MATERIAL FOR THIS EXERCISE Block Start

//! System output volume through `osascript` (macOS).
//!
//! Each call spawns a short-lived process, which is why the volume channel
//! is rate-limited and dead-banded upstream.

use std::process::Command;

use hand_signal::driver::VolumeActuator;
use hand_signal::ActuatorError;
use tracing::debug;

pub struct OsascriptVolume {
    program: String,
}

impl Default for OsascriptVolume {
    fn default() -> Self {
        OsascriptVolume { program: "osascript".to_string() }
    }
}

impl OsascriptVolume {
    /// Use a different executable, e.g. a wrapper script.
    pub fn with_program(program: impl Into<String>) -> Self {
        OsascriptVolume { program: program.into() }
    }

    pub fn script(percent: u8) -> String {
        format!("set volume output volume {}", percent.min(100))
    }

    fn command(&self, percent: u8) -> Command {
        let mut cmd = Command::new(&self.program);
        cmd.arg("-e").arg(Self::script(percent));
        cmd
    }
}

impl VolumeActuator for OsascriptVolume {
    fn set_volume_percent(&mut self, percent: u8) -> Result<(), ActuatorError> {
        let status = self.command(percent).status()?;
        if !status.success() {
            return Err(ActuatorError::Status(status.code().unwrap_or(-1)));
        }
        debug!(percent, "system volume set");
        Ok(())
    }
}

#[cfg(test)]
mod tests {
    use super::*;

    #[test]
    fn script_text() {
        assert_eq!(OsascriptVolume::script(42), "set volume output volume 42");
        assert_eq!(OsascriptVolume::script(180), "set volume output volume 100");
    }

    #[test]
    fn command_line() {
        let cmd = OsascriptVolume::default().command(7);
        assert_eq!(cmd.get_program(), "osascript");
        let args: Vec<_> = cmd.get_args().collect();
        assert_eq!(args, ["-e", "set volume output volume 7"]);
    }

    #[test]
    fn missing_program_is_a_spawn_error() {
        let mut vol = OsascriptVolume::with_program("/nonexistent/osascript-for-tests");
        assert!(matches!(vol.set_volume_percent(10), Err(ActuatorError::Spawn(_))));
    }

    #[cfg(unix)]
    #[test]
    fn exit_status_is_reported() {
        let mut ok = OsascriptVolume::with_program("true");
        assert!(ok.set_volume_percent(10).is_ok());
        let mut bad = OsascriptVolume::with_program("false");
        assert!(matches!(bad.set_volume_percent(10), Err(ActuatorError::Status(1))));
    }
}
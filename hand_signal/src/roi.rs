//! Region-of-interest ("safe box") mapping from frame to screen space.
//!
//! Only the interior `[m, 1−m]²` of the camera frame is mapped onto the
//! screen.  The hand can then reach every screen edge without leaving the
//! field of view, and the jittery border zone is clamped away.

use crate::error::ConfigError;

/// Pixel rectangle of the safe box inside a camera frame.
#[derive(Clone, Copy, Debug, PartialEq)]
pub struct PixelRect {
    pub x0: f64,
    pub y0: f64,
    pub x1: f64,
    pub y1: f64,
}

#[derive(Clone, Copy, Debug, PartialEq)]
pub struct RoiMapper {
    margin:   f64,
    screen_w: f64,
    screen_h: f64,
}

impl RoiMapper {
    /// Fails if the margin leaves a zero-width (or inverted) box.
    pub fn new(margin: f64, screen_w: f64, screen_h: f64) -> Result<Self, ConfigError> {
        if !(0.0..0.5).contains(&margin) {
            return Err(ConfigError::DegenerateRoi { margin });
        }
        Ok(RoiMapper { margin, screen_w, screen_h })
    }

    pub fn margin(&self) -> f64 { self.margin }

    /// Fraction of travel across the safe box, clamped to `[0, 1]` per axis.
    ///
    /// Measured from the box centre so the frame centre maps to exactly 0.5.
    pub fn normalize(&self, x: f64, y: f64) -> (f64, f64) {
        let span = 1.0 - 2.0 * self.margin;
        let nx = (0.5 + (x - 0.5) / span).clamp(0.0, 1.0);
        let ny = (0.5 + (y - 0.5) / span).clamp(0.0, 1.0);
        (nx, ny)
    }

    /// Map a normalized landmark position to screen coordinates.
    pub fn map(&self, x: f64, y: f64) -> (f64, f64) {
        let (nx, ny) = self.normalize(x, y);
        (nx * self.screen_w, ny * self.screen_h)
    }

    /// The safe box in pixels of a `frame_w × frame_h` frame.
    pub fn safe_box_px(&self, frame_w: f64, frame_h: f64) -> PixelRect {
        PixelRect {
            x0: frame_w * self.margin,
            y0: frame_h * self.margin,
            x1: frame_w * (1.0 - self.margin),
            y1: frame_h * (1.0 - self.margin),
        }
    }
}
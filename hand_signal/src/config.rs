//! Pipeline configuration.
//!
//! All options are startup constants.  [`PipelineConfig::validate`] runs once
//! before the frame loop; nothing is re-checked per frame.

use serde::{Deserialize, Serialize};

use crate::error::ConfigError;
use crate::fingers::{LandmarkPair, DEFAULT_PAIRS};
use crate::landmark::LANDMARK_COUNT;

#[derive(Clone, Debug, PartialEq, Serialize, Deserialize)]
#[serde(default)]
pub struct PipelineConfig {
    /// Pointer smoothing coefficient (lower = steadier, slower).
    pub smoothing_alpha_pointer: f64,
    /// Volume smoothing coefficient.
    pub smoothing_alpha_volume:  f64,
    /// Frame border ignored by the ROI mapper, as a fraction of each side.
    pub roi_margin:              f64,

    /// Thumb–index distance (frame pixels) below which a pinch starts.
    pub pinch_threshold_px:      f64,
    /// Thumb–index distance at or above which a pinch ends.
    pub pinch_release_px:        f64,
    pub click_cooldown_s:        f64,

    pub volume_rate_limit_s:     f64,
    /// Minimum change, in percent, worth sending to the volume actuator.
    pub volume_dead_band:        u8,
    pub volume_distance_min:     f64,
    pub volume_distance_max:     f64,
    /// Only condition volume while the open-hand mode is on.
    pub volume_requires_mode:    bool,

    /// `(tip, reference)` pairs in thumb..pinky order.
    pub open_closed_landmark_pairs: [LandmarkPair; 5],
    /// Smallest wrist→thumb-tip x offset trusted as thumb polarity.
    pub thumb_polarity_epsilon:  f64,

    pub frame_width:             u32,
    pub frame_height:            u32,
    pub screen_width:            u32,
    pub screen_height:           u32,
}

impl Default for PipelineConfig {
    fn default() -> Self {
        PipelineConfig {
            smoothing_alpha_pointer:    0.25,
            smoothing_alpha_volume:     0.20,
            roi_margin:                 0.15,
            pinch_threshold_px:         35.0,
            pinch_release_px:           35.0,
            click_cooldown_s:           0.45,
            volume_rate_limit_s:        0.12,
            volume_dead_band:           2,
            volume_distance_min:        0.02,
            volume_distance_max:        0.18,
            volume_requires_mode:       true,
            open_closed_landmark_pairs: DEFAULT_PAIRS,
            thumb_polarity_epsilon:     0.01,
            frame_width:                640,
            frame_height:               480,
            screen_width:               1920,
            screen_height:              1080,
        }
    }
}

fn non_negative(name: &'static str, value: f64) -> Result<(), ConfigError> {
    if value.is_finite() && value >= 0.0 {
        Ok(())
    } else {
        Err(ConfigError::NonNegative { name, value })
    }
}

impl PipelineConfig {
    pub fn validate(&self) -> Result<(), ConfigError> {
        for (name, value) in [
            ("smoothing_alpha_pointer", self.smoothing_alpha_pointer),
            ("smoothing_alpha_volume",  self.smoothing_alpha_volume),
        ] {
            if !(value > 0.0 && value <= 1.0) {
                return Err(ConfigError::SmoothingAlpha { name, value });
            }
        }

        if !(0.0..0.5).contains(&self.roi_margin) {
            return Err(ConfigError::DegenerateRoi { margin: self.roi_margin });
        }

        non_negative("pinch_threshold_px",     self.pinch_threshold_px)?;
        non_negative("pinch_release_px",       self.pinch_release_px)?;
        non_negative("click_cooldown_s",       self.click_cooldown_s)?;
        non_negative("volume_rate_limit_s",    self.volume_rate_limit_s)?;
        non_negative("thumb_polarity_epsilon", self.thumb_polarity_epsilon)?;

        if self.pinch_release_px < self.pinch_threshold_px {
            return Err(ConfigError::PinchOrdering {
                threshold: self.pinch_threshold_px,
                release:   self.pinch_release_px,
            });
        }

        if !(self.volume_distance_min.is_finite()
            && self.volume_distance_max.is_finite()
            && self.volume_distance_min < self.volume_distance_max)
        {
            return Err(ConfigError::DistanceRange {
                min: self.volume_distance_min,
                max: self.volume_distance_max,
            });
        }

        if self.volume_dead_band > 100 {
            return Err(ConfigError::DeadBand(self.volume_dead_band));
        }

        for pair in self.open_closed_landmark_pairs.iter() {
            for index in [pair.tip, pair.reference] {
                if index >= LANDMARK_COUNT {
                    return Err(ConfigError::LandmarkIndex { index });
                }
            }
        }

        for (name, width, height) in [
            ("frame",  self.frame_width,  self.frame_height),
            ("screen", self.screen_width, self.screen_height),
        ] {
            if width == 0 || height == 0 {
                return Err(ConfigError::Extent { name, width, height });
            }
        }

        Ok(())
    }
}

#[cfg(test)]
mod tests {
    use super::*;

    #[test]
    fn defaults_are_valid() {
        assert_eq!(PipelineConfig::default().validate(), Ok(()));
    }

    #[test]
    fn inverted_distance_range_fails_fast() {
        let cfg = PipelineConfig {
            volume_distance_min: 0.18,
            volume_distance_max: 0.02,
            ..PipelineConfig::default()
        };
        assert_eq!(
            cfg.validate(),
            Err(ConfigError::DistanceRange { min: 0.18, max: 0.02 })
        );
        let cfg = PipelineConfig {
            volume_distance_min: 0.1,
            volume_distance_max: 0.1,
            ..PipelineConfig::default()
        };
        assert!(cfg.validate().is_err());
    }

    #[test]
    fn half_margin_is_degenerate() {
        let cfg = PipelineConfig { roi_margin: 0.5, ..PipelineConfig::default() };
        assert_eq!(cfg.validate(), Err(ConfigError::DegenerateRoi { margin: 0.5 }));
    }

    #[test]
    fn release_below_threshold_rejected() {
        let cfg = PipelineConfig { pinch_release_px: 20.0, ..PipelineConfig::default() };
        assert!(matches!(cfg.validate(), Err(ConfigError::PinchOrdering { .. })));
    }

    #[test]
    fn zero_alpha_rejected() {
        let cfg = PipelineConfig { smoothing_alpha_pointer: 0.0, ..PipelineConfig::default() };
        assert!(matches!(
            cfg.validate(),
            Err(ConfigError::SmoothingAlpha { name: "smoothing_alpha_pointer", .. })
        ));
    }

    #[test]
    fn bad_landmark_pair_rejected() {
        let mut cfg = PipelineConfig::default();
        cfg.open_closed_landmark_pairs[2].tip = 21;
        assert_eq!(cfg.validate(), Err(ConfigError::LandmarkIndex { index: 21 }));
    }

    #[test]
    fn zero_screen_rejected() {
        let cfg = PipelineConfig { screen_width: 0, ..PipelineConfig::default() };
        assert!(matches!(cfg.validate(), Err(ConfigError::Extent { name: "screen", .. })));
    }

    #[test]
    fn partial_json_fills_defaults() {
        let cfg: PipelineConfig =
            serde_json::from_str(r#"{ "roi_margin": 0.2, "volume_dead_band": 3 }"#).unwrap();
        assert_eq!(cfg.roi_margin, 0.2);
        assert_eq!(cfg.volume_dead_band, 3);
        assert_eq!(cfg.click_cooldown_s, 0.45);
    }
}
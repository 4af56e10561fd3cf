//! Distance and normalization helpers shared by every classifier.

use crate::landmark::Landmark;

/// Euclidean distance in the image plane (normalized units).
#[inline]
pub fn planar_distance(a: Landmark, b: Landmark) -> f64 {
    (a.x - b.x).hypot(a.y - b.y)
}

/// Euclidean distance including relative depth.
#[inline]
pub fn spatial_distance(a: Landmark, b: Landmark) -> f64 {
    let dx = a.x - b.x;
    let dy = a.y - b.y;
    let dz = a.z - b.z;
    (dx * dx + dy * dy + dz * dz).sqrt()
}

/// Planar distance measured in pixels of a `frame_w × frame_h` image.
///
/// Normalized coordinates are anisotropic on non-square frames, so each axis
/// is scaled before taking the norm.
#[inline]
pub fn pixel_distance(a: Landmark, b: Landmark, frame_w: f64, frame_h: f64) -> f64 {
    ((a.x - b.x) * frame_w).hypot((a.y - b.y) * frame_h)
}

/// Fraction of the way `v` lies from `lo` to `hi`, clamped to `[0, 1]`.
///
/// Callers guarantee `hi > lo`; that ordering is validated once at startup.
#[inline]
pub fn unit_fraction(v: f64, lo: f64, hi: f64) -> f64 {
    ((v - lo) / (hi - lo)).clamp(0.0, 1.0)
}

#[cfg(test)]
mod tests {
    use super::*;

    #[test]
    fn planar_ignores_depth() {
        let a = Landmark::new(0.0, 0.0, 5.0);
        let b = Landmark::new(0.3, 0.4, -5.0);
        assert!((planar_distance(a, b) - 0.5).abs() < 1e-12);
    }

    #[test]
    fn spatial_includes_depth() {
        let a = Landmark::new(0.0, 0.0, 0.0);
        let b = Landmark::new(0.0, 0.3, 0.4);
        assert!((spatial_distance(a, b) - 0.5).abs() < 1e-12);
    }

    #[test]
    fn pixel_distance_scales_axes_independently() {
        let a = Landmark::flat(0.0, 0.0);
        let b = Landmark::flat(0.1, 0.1);
        // 64 px across, 48 px down
        assert!((pixel_distance(a, b, 640.0, 480.0) - 80.0).abs() < 1e-9);
    }

    #[test]
    fn unit_fraction_clamps_both_ends() {
        assert_eq!(unit_fraction(0.0, 0.02, 0.18), 0.0);
        assert_eq!(unit_fraction(0.5, 0.02, 0.18), 1.0);
        assert!((unit_fraction(0.10, 0.02, 0.18) - 0.5).abs() < 1e-12);
    }
}
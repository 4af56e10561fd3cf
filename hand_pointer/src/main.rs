//! hand_pointer: interactive entry point.

use hand_pointer::app::run;
use hand_pointer::config::{load_pipeline, AppConfig};
use hand_pointer::logging::init_tracing;

fn main() {
    println!();
    println!("╔══════════════════════════════════════════════════════════════╗");
    println!("║        Hand Pointer — gesture mouse and volume control       ║");
    println!("╚══════════════════════════════════════════════════════════════╝");
    println!();

    dotenvy::dotenv().ok();

    let args: Vec<String> = std::env::args().skip(1).collect();
    let base = match args.iter().position(|a| a == "--config").map(|i| args.get(i + 1)) {
        None => hand_signal::PipelineConfig::default(),
        Some(None) => {
            eprintln!("Error: --config needs a path");
            std::process::exit(1);
        }
        Some(Some(path)) => match load_pipeline(std::path::Path::new(path)) {
            Ok(base) => base,
            Err(e) => {
                eprintln!("Error: {}", e);
                std::process::exit(1);
            }
        },
    };

    let cfg = match AppConfig::from_env_over(base) {
        Ok(cfg) => cfg,
        Err(e) => {
            eprintln!("Error: {}", e);
            std::process::exit(1);
        }
    };

    if args.iter().any(|a| a == "--print-config") {
        match serde_json::to_string_pretty(&cfg.pipeline) {
            Ok(json) => println!("{json}"),
            Err(e) => eprintln!("Error: {}", e),
        }
        return;
    }

    if let Err(e) = init_tracing(&cfg.log) {
        eprintln!("Error: {}", e);
        std::process::exit(1);
    }

    #[cfg(feature = "leap")]
    println!("  Mode: LeapMotion hardware");
    #[cfg(not(feature = "leap"))]
    println!("  Mode: Mouse/keyboard simulation  (use --features leap for hardware)");
    println!("  Volume:  {}", cfg.volume);
    println!("  Pointer: {}", cfg.pointer);
    println!();
    println!("  Opening visualizer window…");
    println!();

    match run(cfg) {
        Ok(summary) => {
            println!();
            println!(
                "  {} frames ({} with a hand), {} clicks, {} volume changes, {} actuator failures",
                summary.frames,
                summary.hand_frames,
                summary.clicks,
                summary.volume_changes,
                summary.actuator_failures
            );
        }
        Err(e) => {
            eprintln!("Error: {}", e);
            std::process::exit(1);
        }
    }
}
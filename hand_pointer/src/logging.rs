//! Global `tracing` subscriber for the application.
//!
//! Gesture transitions are logged at `debug`, start-up and shutdown at
//! `info`, failed actuator calls at `warn`.  Stdout always gets the compact
//! text format; with `ENABLE_FILE_LOGS` each run also appends JSON lines to
//! `LOG_DIR/hand-pointer.<date>.log`, rotated daily, last 30 kept.

use tracing_appender::rolling::{RollingFileAppender, Rotation};
use tracing_subscriber::{fmt, layer::SubscriberExt, util::SubscriberInitExt, EnvFilter, Registry};

const LOG_FILE_PREFIX: &str = "hand-pointer";
const KEPT_LOG_FILES:  usize = 30;

#[derive(Debug, Clone, PartialEq)]
pub struct LogConfig {
    /// Filter used when `RUST_LOG` is unset, e.g. `info` or `hand_signal=debug`.
    pub log_level:        String,
    pub enable_file_logs: bool,
    pub log_dir:          String,
}

impl Default for LogConfig {
    fn default() -> Self {
        Self {
            log_level: "info".to_string(),
            enable_file_logs: false,
            log_dir: "./logs".to_string(),
        }
    }
}

/// Install the global subscriber: compact text on stdout, plus daily JSON
/// files when enabled.  Calling it again is a no-op.
pub fn init_tracing(config: &LogConfig) -> Result<(), String> {
    let env_filter =
        EnvFilter::try_from_default_env().unwrap_or_else(|_| EnvFilter::new(&config.log_level));

    let stdout_layer = fmt::layer().with_target(true).with_thread_ids(false);

    let registry = Registry::default().with(env_filter).with(stdout_layer);

    let result = if config.enable_file_logs {
        let file_appender = RollingFileAppender::builder()
            .rotation(Rotation::DAILY)
            .filename_prefix(LOG_FILE_PREFIX)
            .filename_suffix("log")
            .max_log_files(KEPT_LOG_FILES)
            .build(&config.log_dir)
            .map_err(|e| format!("log directory {}: {e}", config.log_dir))?;
        let file_layer = fmt::layer()
            .with_writer(file_appender)
            .with_ansi(false)
            .json();
        registry.with(file_layer).try_init()
    } else {
        registry.try_init()
    };

    match result {
        Ok(()) => Ok(()),
        Err(e) if e.to_string().contains("already been set") => Ok(()),
        Err(e) => Err(format!("failed to initialize tracing: {e}")),
    }
}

MATERIAL FOR THIS EXERCISE Block End

### TASK DESCRIPTION
Print exactly the lines from the beginning of the entries through the line with "a wrapper script.". Output nothing more.

### TASK RESULT
//! System output volume through `osascript` (macOS).
//!
//! Each call spawns a short-lived process, which is why the volume channel
//! is rate-limited and dead-banded upstream.

use std::process::Command;

use hand_signal::driver::VolumeActuator;
use hand_signal::ActuatorError;
use tracing::debug;

pub struct OsascriptVolume {
    program: String,
}

impl Default for OsascriptVolume {
    fn default() -> Self {
        OsascriptVolume { program: "osascript".to_string() }
    }
}

impl OsascriptVolume {
    /// Use a different executable, e.g. a wrapper script.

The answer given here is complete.